Lo Transpersonal: cuarta fuerza de la Psicología

El modelo transpersonal, como vanguardia de la Psicología, integra dimensiones que trascienden los puntos de vista y formas de intervención del Conductismo, el Psicoanálisis y la Psicología Humanista.

La Psicología Transpersonal puede considerarse como “alta cultura”, ya que incluye dimensiones de la experiencia y del comportamiento humanos que se asocian con la salud y el bienestar inherentes a niveles de conciencia que comienzan a despuntar entre un número creciente de personas.

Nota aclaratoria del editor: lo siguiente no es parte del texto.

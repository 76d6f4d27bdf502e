//! The prompt-to-API agent

use std::sync::Arc;

use api_catalog::{
    Credentials, Headers, HttpRequest, HttpResponse, HttpTransport, Operation, ReqwestTransport,
    SpecCompiler, SpecSource,
};
use serde::Serialize;
use tokio::sync::OnceCell;
use tracing::info;

use crate::error::{AgentError, AgentResult};
use crate::oracle::{OpenAiOracle, Oracle};
use crate::pipeline::{extract_arguments, select_operation};

/// Oracle model used when none is configured
pub const DEFAULT_MODEL: &str = "gpt-3.5-turbo-0613";

/// One API document to load into the catalog
#[derive(Debug, Clone)]
pub struct SpecConfig {
    pub source: SpecSource,
    /// Static credentials applied to every operation of this document
    pub auth: Option<Credentials>,
}

impl SpecConfig {
    pub fn new(source: impl Into<SpecSource>) -> Self {
        Self {
            source: source.into(),
            auth: None,
        }
    }

    pub fn with_auth(mut self, auth: Credentials) -> Self {
        self.auth = Some(auth);
        self
    }
}

/// Agent construction options
#[derive(Debug, Clone, Default)]
pub struct AgentOptions {
    pub api_key: String,
    pub model: Option<String>,
    /// Oracle endpoint override
    pub base_url: Option<String>,
    pub specs: Vec<SpecConfig>,
}

/// Caller-supplied headers and credentials for one resolution
#[derive(Debug, Clone, Default)]
pub struct RequestContext {
    pub headers: Headers,
    pub credentials: Option<Credentials>,
}

#[derive(Debug, Clone)]
pub struct ExecuteRequest {
    pub user_prompt: String,
    pub context: Option<RequestContext>,
    /// Include the dispatched request in the result
    pub verbose: bool,
}

impl ExecuteRequest {
    pub fn new(user_prompt: impl Into<String>) -> Self {
        Self {
            user_prompt: user_prompt.into(),
            context: None,
            verbose: false,
        }
    }

    pub fn with_context(mut self, context: RequestContext) -> Self {
        self.context = Some(context);
        self
    }

    pub fn verbose(mut self, verbose: bool) -> Self {
        self.verbose = verbose;
        self
    }
}

/// Outcome of one resolution
#[derive(Debug, Clone, PartialEq, Serialize)]
#[serde(rename_all = "camelCase")]
pub struct ResolutionResult {
    pub original_prompt: String,
    pub selected_operation_identifier: String,
    #[serde(skip_serializing_if = "Option::is_none")]
    pub request: Option<HttpRequest>,
    pub response: HttpResponse,
}

/// Resolves free-text prompts to operations and runs them
pub struct ApiAgent {
    oracle: Arc<dyn Oracle>,
    transport: Arc<dyn HttpTransport>,
    model: String,
    specs: Vec<SpecConfig>,
    catalog: OnceCell<Vec<Operation>>,
}

impl ApiAgent {
    pub fn new(options: AgentOptions) -> Self {
        let mut oracle = OpenAiOracle::new(options.api_key);
        if let Some(base_url) = options.base_url {
            oracle = oracle.with_base_url(base_url);
        }

        Self {
            oracle: Arc::new(oracle),
            transport: Arc::new(ReqwestTransport::new()),
            model: options.model.unwrap_or_else(|| DEFAULT_MODEL.to_string()),
            specs: options.specs,
            catalog: OnceCell::new(),
        }
    }

    pub fn with_oracle(mut self, oracle: Arc<dyn Oracle>) -> Self {
        self.oracle = oracle;
        self
    }

    pub fn with_transport(mut self, transport: Arc<dyn HttpTransport>) -> Self {
        self.transport = transport;
        self
    }

    pub fn model(&self) -> &str {
        &self.model
    }

    /// The compiled catalog, built on first use.
    ///
    /// A failed build is not kept, so the next call tries again.
    pub async fn catalog(&self) -> AgentResult<&[Operation]> {
        let operations = self
            .catalog
            .get_or_try_init(|| self.compile_catalog())
            .await?;
        Ok(operations.as_slice())
    }

    async fn compile_catalog(&self) -> AgentResult<Vec<Operation>> {
        let mut operations = Vec::new();
        for spec in &self.specs {
            let compiled = SpecCompiler::parse(&spec.source, spec.auth.clone()).await?;
            info!("Loaded {} operations from {}", compiled.len(), spec.source);
            operations.extend(compiled);
        }
        info!("Catalog ready with {} operations", operations.len());
        Ok(operations)
    }

    /// Select, extract and dispatch for one prompt
    pub async fn execute(&self, request: ExecuteRequest) -> AgentResult<ResolutionResult> {
        let ExecuteRequest {
            user_prompt,
            context,
            verbose,
        } = request;

        let catalog = self.catalog().await?;

        let operation = select_operation(self.oracle.as_ref(), &self.model, catalog, &user_prompt)
            .await?
            .ok_or_else(|| AgentError::UnresolvedIntent(user_prompt.clone()))?;

        let spec = operation.to_function_spec()?;
        let args = extract_arguments(self.oracle.as_ref(), &self.model, spec, &user_prompt).await?;

        let context = context.unwrap_or_default();
        let exchange = operation
            .execute(
                self.transport.as_ref(),
                &args,
                &context.headers,
                context.credentials.as_ref(),
            )
            .await?;

        Ok(ResolutionResult {
            original_prompt: user_prompt,
            selected_operation_identifier: operation.operation_id().to_string(),
            request: verbose.then_some(exchange.request),
            response: exchange.response,
        })
    }
}

impl std::fmt::Debug for ApiAgent {
    fn fmt(&self, f: &mut std::fmt::Formatter<'_>) -> std::fmt::Result {
        f.debug_struct("ApiAgent")
            .field("model", &self.model)
            .field("specs", &self.specs)
            .field("compiled", &self.catalog.initialized())
            .finish_non_exhaustive()
    }
}
//! Compiles API documents into a catalog of operations

use once_cell::sync::Lazy;
use regex::Regex;
use serde_json::{Map, Value};
use std::collections::HashMap;
use std::path::PathBuf;
use std::sync::Arc;
use tracing::{debug, info, warn};

use crate::error::{CatalogError, CatalogResult};
use crate::operation::Operation;
use crate::postman;
use crate::resolver::Dereferencer;
use crate::security::SecurityScheme;
use crate::types::*;

/// Where a spec document comes from
#[derive(Debug, Clone, PartialEq, Eq)]
pub enum SpecSource {
    /// Local file (JSON or YAML)
    Path(PathBuf),
    /// Remote document fetched over HTTP(S)
    Url(String),
    /// Document text held in memory
    Inline(String),
}

impl From<&str> for SpecSource {
    fn from(source: &str) -> Self {
        if source.starts_with("http://") || source.starts_with("https://") {
            SpecSource::Url(source.to_string())
        } else {
            SpecSource::Path(PathBuf::from(source))
        }
    }
}

impl std::fmt::Display for SpecSource {
    fn fmt(&self, f: &mut std::fmt::Formatter<'_>) -> std::fmt::Result {
        match self {
            SpecSource::Path(path) => write!(f, "{}", path.display()),
            SpecSource::Url(url) => write!(f, "{}", url),
            SpecSource::Inline(_) => write!(f, "<inline>"),
        }
    }
}

/// Min/max bounds too large for serde_yaml's number handling
static LARGE_NUMBER_REGEX: Lazy<Regex> = Lazy::new(|| {
    Regex::new(r"(?m)^(\s*(?:minimum|maximum|exclusiveMinimum|exclusiveMaximum):\s*)(-?\d{16,})")
        .expect("large number regex should be valid")
});

/// Security schemes by declared name
type SecurityRegistry = HashMap<String, Arc<SecurityScheme>>;

/// Spec-to-operation compiler
pub struct SpecCompiler;

impl SpecCompiler {
    /// Load, convert if needed, dereference and compile a spec
    pub async fn parse(
        source: &SpecSource,
        auth: Option<Credentials>,
    ) -> CatalogResult<Vec<Operation>> {
        let mut document = Self::load(source).await?;

        if postman::is_collection(&document) {
            info!("Converting Postman collection from {}", source);
            document = postman::convert(&document)?;
        }

        let document = Dereferencer::dereference(&document);
        Self::compile(SpecDocument::new(document), auth)
    }

    /// Read a spec document from its source
    pub async fn load(source: &SpecSource) -> CatalogResult<Value> {
        match source {
            SpecSource::Path(path) => {
                debug!("Reading spec from {}", path.display());
                let content = tokio::fs::read_to_string(path).await?;
                Self::parse_str(&content)
            }
            SpecSource::Url(url) => Self::fetch(url).await,
            SpecSource::Inline(content) => Self::parse_str(content),
        }
    }

    /// Parse document text (auto-detects JSON/YAML)
    pub fn parse_str(content: &str) -> CatalogResult<Value> {
        let content = Self::sanitize_large_numbers(content);

        let value: Value = if content.trim_start().starts_with('{') {
            serde_json::from_str(&content)?
        } else {
            serde_yaml::from_str(&content)?
        };

        if !value.is_object() {
            return Err(CatalogError::InvalidFormat(
                "document root must be a mapping".to_string(),
            ));
        }

        Ok(value)
    }

    /// Sanitize large numbers that may cause parsing issues
    /// Some specs use very large numbers for min/max values
    /// which can cause serde_yaml to fail with "JSON number out of range"
    fn sanitize_large_numbers(content: &str) -> String {
        LARGE_NUMBER_REGEX
            .replace_all(content, |caps: &regex::Captures| {
                let prefix = &caps[1];
                if caps[2].starts_with('-') {
                    format!("{}-2147483648", prefix)
                } else {
                    format!("{}2147483647", prefix)
                }
            })
            .into_owned()
    }

    /// Fetch and parse a spec from a URL
    async fn fetch(url: &str) -> CatalogResult<Value> {
        info!("Fetching API spec from: {}", url);

        let response = reqwest::Client::new()
            .get(url)
            .header("Accept", "application/json, application/yaml, text/yaml")
            .send()
            .await
            .map_err(|e| CatalogError::FetchError(e.to_string()))?;

        if !response.status().is_success() {
            return Err(CatalogError::FetchError(format!(
                "HTTP {} from {}",
                response.status(),
                url
            )));
        }

        let content = response
            .text()
            .await
            .map_err(|e| CatalogError::FetchError(e.to_string()))?;

        Self::parse_str(&content)
    }

    /// Compile a dereferenced document into operations, in declaration order.
    ///
    /// Any configuration error aborts the whole compilation.
    pub fn compile(
        document: SpecDocument,
        auth: Option<Credentials>,
    ) -> CatalogResult<Vec<Operation>> {
        let version = document.openapi_version().unwrap_or_default();
        if !version.starts_with("3.") {
            return Err(CatalogError::UnsupportedVersion(version.to_string()));
        }

        let group = document.title().unwrap_or_default().to_string();
        debug!("Compiling OpenAPI {} spec: {}", version, group);

        let registry = Self::build_security_registry(&document)?;
        let base_url = document
            .server_urls()
            .first()
            .map(|url| url.to_string())
            .ok_or_else(|| CatalogError::MissingField("servers".to_string()))?;

        let mut operations = Vec::new();

        for (path, path_item) in document.paths() {
            let path_params = path_item
                .get("parameters")
                .and_then(Value::as_array)
                .cloned()
                .unwrap_or_default();

            for (key, details) in path_item {
                let Some(method) = HttpMethod::parse(key) else {
                    continue;
                };
                let Some(details) = details.as_object() else {
                    continue;
                };

                let securities = Self::select_securities(details, &document, &registry)?;
                let details = Self::normalize_details(path, method, details, &path_params);

                let operation = Operation::new(group.clone(), method, base_url.clone(), path, details)
                    .with_securities(securities)
                    .with_static_auth(auth.clone());
                operation.validate()?;

                debug!(
                    "Compiled {} {} -> {}",
                    method,
                    path,
                    operation.operation_id()
                );
                operations.push(operation);
            }
        }

        info!("Compiled {} operations from '{}'", operations.len(), group);
        Ok(operations)
    }

    /// Build the security scheme registry from `components.securitySchemes`
    fn build_security_registry(document: &SpecDocument) -> CatalogResult<SecurityRegistry> {
        let Some(schemes) = document.security_schemes() else {
            warn!("No `securitySchemes` found in this API spec.");
            return Ok(SecurityRegistry::new());
        };

        schemes
            .iter()
            .map(|(name, raw)| {
                let raw: RawSecurityScheme = serde_json::from_value(raw.clone()).map_err(|e| {
                    CatalogError::Configuration(format!(
                        "Invalid security scheme '{}': {}",
                        name, e
                    ))
                })?;
                Ok((name.clone(), Arc::new(SecurityScheme::from_raw(&raw)?)))
            })
            .collect()
    }

    /// Resolve an operation's security requirements.
    ///
    /// The operation-level list overrides the document default; neither means no auth.
    fn select_securities(
        details: &Map<String, Value>,
        document: &SpecDocument,
        registry: &SecurityRegistry,
    ) -> CatalogResult<Vec<Arc<SecurityScheme>>> {
        let requirements = details
            .get("security")
            .and_then(Value::as_array)
            .or_else(|| document.security())
            .map(Vec::as_slice)
            .unwrap_or_default();

        let mut securities = Vec::new();
        for requirement in requirements {
            let Some(name) = requirement.as_object().and_then(|req| req.keys().next()) else {
                // `{}` marks the operation as optionally anonymous
                continue;
            };
            let scheme = registry.get(name).ok_or_else(|| {
                CatalogError::Configuration(format!("Invalid security '{}' reference.", name))
            })?;
            securities.push(Arc::clone(scheme));
        }

        Ok(securities)
    }

    /// Merge path-level parameters and fill in a missing operation ID
    fn normalize_details(
        path: &str,
        method: HttpMethod,
        details: &Map<String, Value>,
        path_params: &[Value],
    ) -> Value {
        let mut details = details.clone();

        if !path_params.is_empty() {
            let own_params = details
                .get("parameters")
                .and_then(Value::as_array)
                .cloned()
                .unwrap_or_default();

            let mut merged: Vec<Value> = path_params
                .iter()
                .filter(|inherited| {
                    !own_params
                        .iter()
                        .any(|own| same_parameter(own, inherited))
                })
                .cloned()
                .collect();
            merged.extend(own_params);
            details.insert("parameters".to_string(), Value::Array(merged));
        }

        let has_id = details
            .get("operationId")
            .and_then(Value::as_str)
            .is_some_and(|id| !id.is_empty());
        if !has_id {
            details.insert(
                "operationId".to_string(),
                Value::String(Self::generate_operation_id(path, method)),
            );
        }

        Value::Object(details)
    }

    /// Generate an operation ID from path and method
    fn generate_operation_id(path: &str, method: HttpMethod) -> String {
        // Convert path to operation ID: /users/{id}/posts -> users_id_posts
        let path_part = path
            .trim_start_matches('/')
            .replace('/', "_")
            .replace(['{', '}'], "");

        format!("{}_{}", method.as_str().to_lowercase(), path_part)
    }
}

fn same_parameter(a: &Value, b: &Value) -> bool {
    a.get("name") == b.get("name") && a.get("in") == b.get("in")
}
use clap::Parser;

use crate::tables::build_sensor_types_table;

#[derive(Parser)]
pub struct SensorsArgs {}

impl SensorsArgs {
    pub fn run(self) {
        println!("{}", build_sensor_types_table());
    }
}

“Considero esta tercera fuerza de la Psicología Humanística como algo transitorio, como un allanamiento del camino hacia la cuarta fuerza, una Psicología aún más elevada, una Psicología Transpersonal, centrada en el ser esencial que trascienda la naturaleza del hombre, su identidad y su autorrealización”.

Abraham Maslow

Como bien se sabe, en Occidente se sostiene que el principal constituyente de la realidad es la materia; por su parte la conciencia ha tendido a ser considerada como un epifenómeno de los procesos materiales, especialmente de los cerebrales. Por el contrario, en Oriente se sostiene el punto de vista contrario. Se considera que lo originario es la conciencia y, por su parte, la materia es un derivado de ésta.

La Física Cuántica apoya una visión integradora de ambas, revelando un paradigma que se asemeja a las descripciones de una realidad interconectada y cohesionada. Las pruebas científicas más recientes nos hacen pensar no solamente que cada parte del universo está conectada con las demás, sino que cada parte e incluso el universo entero está contenido en cada una de las partes.

De igual manera, mientras que la Psicología tradicional occidental ha considerado que el estado de conciencia óptimo era el estado de vigilia ordinaria, la Psicología Transpersonal subraya e investiga la existencia de estados ampliados de conciencia que son potencialmente alcanzables.

La Psicología Transpersonal ha proseguido con el legado de la Psicología Humanista, en el sentido de que esta última amplió su interés a sujetos sanos, ensanchando el interés anteriormente centrado en la psicopatología.

En este sentido, la Psicología Transpersonal atiende el anhelo de trascendencia, autorrealización y sed de sentido del ser humano, una vez éste ha cubierto sus necesidades básicas.

Algunos de los atributos de aquellas personas que participan de la vivencia transpersonal son:

• Sensibilidad y claridad perceptiva.

• Un sentido de vida más amplio y profundo.

• Reconocimiento e integración de la sombra, es decir, de aquellos atributos de la propia identidad considerados como negativos e incongruentes con la imagen que uno quiere tener de sí mismo.

En definitiva, se puede decir que la Terapia Transpersonal pone el énfasis en el reconocimiento de la espiritualidad y de las necesidades trascendentales como aspectos intrínsecos de la naturaleza humana.